Problem to work on.
From the very first line down to the line containing "fn on_outbound_start(&self, host: &str, path: &str) -> Segment;", write out the material exactly as it appears, and no more.

Information.

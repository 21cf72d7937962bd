// Copyright 2026 Layne Penney
// SPDX-License-Identifier: AGPL-3.0-or-later

//! Operation-boundary hooks called by library adapters.

use std::sync::Arc;

use tracing::debug;

use super::segment::Segment;
use crate::agent::Agent;
use crate::transaction::{propagator, RecordOutcome, Transaction};

/// Prefix of inbound web transaction names.
pub const WEB_TRANSACTION_PREFIX: &str = "WebTransaction/Uri";

/// Unscoped rollup recorded once per inbound HTTP request.
pub const HTTP_DISPATCHER_METRIC: &str = "HttpDispatcher";

/// Dispatcher name reported for the built-in HTTP server adapter.
pub const HTTP_DISPATCHER: &str = "http";

/// What an adapter reports at the edges of the operations it observes.
pub trait InstrumentationHooks {
    /// An inbound request arrived. Returns its new transaction; the adapter
    /// runs the request handler under [`propagator::scope`] with it.
    fn on_inbound_start(&self, uri_path: &str) -> Arc<Transaction>;

    /// The response for an inbound request has been sent.
    fn on_inbound_end(&self, transaction: &Arc<Transaction>);

    /// An outbound HTTP request is being issued to `host`.
    fn on_outbound_start(&self, host: &str, path: &str) -> Segment;

    /// A data-store command is being issued.
    fn on_datastore_start(&self, product: &str, operation: &str) -> Segment;

    /// The reply to an outbound request or command arrived.
    fn on_outbound_end(&self, segment: Segment) -> RecordOutcome {
        segment.finish()
    }
}

/// Name of the web transaction for `uri_path`.
pub fn web_transaction_name(uri_path: &str) -> String {
    let path = uri_path.split('?').next().unwrap_or_default();
    if path.starts_with('/') {
        format!("{}{}", WEB_TRANSACTION_PREFIX, path)
    } else {
        format!("{}/{}", WEB_TRANSACTION_PREFIX, path)
    }
}

/// Metric name for an outbound HTTP call.
pub fn external_metric_name(host: &str) -> String {
    format!("External/{}/http", host)
}

/// Metric name for a data-store command.
pub fn datastore_metric_name(product: &str, operation: &str) -> String {
    format!("{}/{}", product, operation.to_lowercase())
}

impl InstrumentationHooks for Agent {
    fn on_inbound_start(&self, uri_path: &str) -> Arc<Transaction> {
        self.environment().set_dispatcher(HTTP_DISPATCHER);
        let transaction = self.start_transaction();
        transaction.set_name(web_transaction_name(uri_path));
        transaction
    }

    fn on_inbound_end(&self, transaction: &Arc<Transaction>) {
        if !transaction.end() {
            debug!(transaction = %transaction.id().short(), "Inbound request already ended");
            return;
        }

        let duration = transaction.duration();
        if let Some(name) = transaction.name() {
            self.get_or_create_metric(&name, None)
                .record_duration(duration, duration);
        }
        self.get_or_create_metric(HTTP_DISPATCHER_METRIC, None)
            .record_duration(duration, duration);
    }

    fn on_outbound_start(&self, host: &str, path: &str) -> Segment {
        let segment = Segment::start(self, external_metric_name(host), propagator::current());
        segment.span().in_scope(|| debug!(host, path, "Outbound request started"));
        segment
    }

    fn on_datastore_start(&self, product: &str, operation: &str) -> Segment {
        Segment::start(
            self,
            datastore_metric_name(product, operation),
            propagator::current(),
        )
    }
}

Answer space.
repository 21cf72d7937962bd
// Copyright 2026 Layne Penney
// SPDX-License-Identifier: AGPL-3.0-or-later

//! Operation-boundary hooks called by library adapters.

use std::sync::Arc;

use tracing::debug;

use super::segment::Segment;
use crate::agent::Agent;
use crate::transaction::{propagator, RecordOutcome, Transaction};

/// Prefix of inbound web transaction names.
pub const WEB_TRANSACTION_PREFIX: &str = "WebTransaction/Uri";

/// Unscoped rollup recorded once per inbound HTTP request.
pub const HTTP_DISPATCHER_METRIC: &str = "HttpDispatcher";

/// Dispatcher name reported for the built-in HTTP server adapter.
pub const HTTP_DISPATCHER: &str = "http";

/// What an adapter reports at the edges of the operations it observes.
pub trait InstrumentationHooks {
    /// An inbound request arrived. Returns its new transaction; the adapter
    /// runs the request handler under [`propagator::scope`] with it.
    fn on_inbound_start(&self, uri_path: &str) -> Arc<Transaction>;

    /// The response for an inbound request has been sent.
    fn on_inbound_end(&self, transaction: &Arc<Transaction>);

    /// An outbound HTTP request is being issued to `host`.
    fn on_outbound_start(&self, host: &str, path: &str) -> Segment;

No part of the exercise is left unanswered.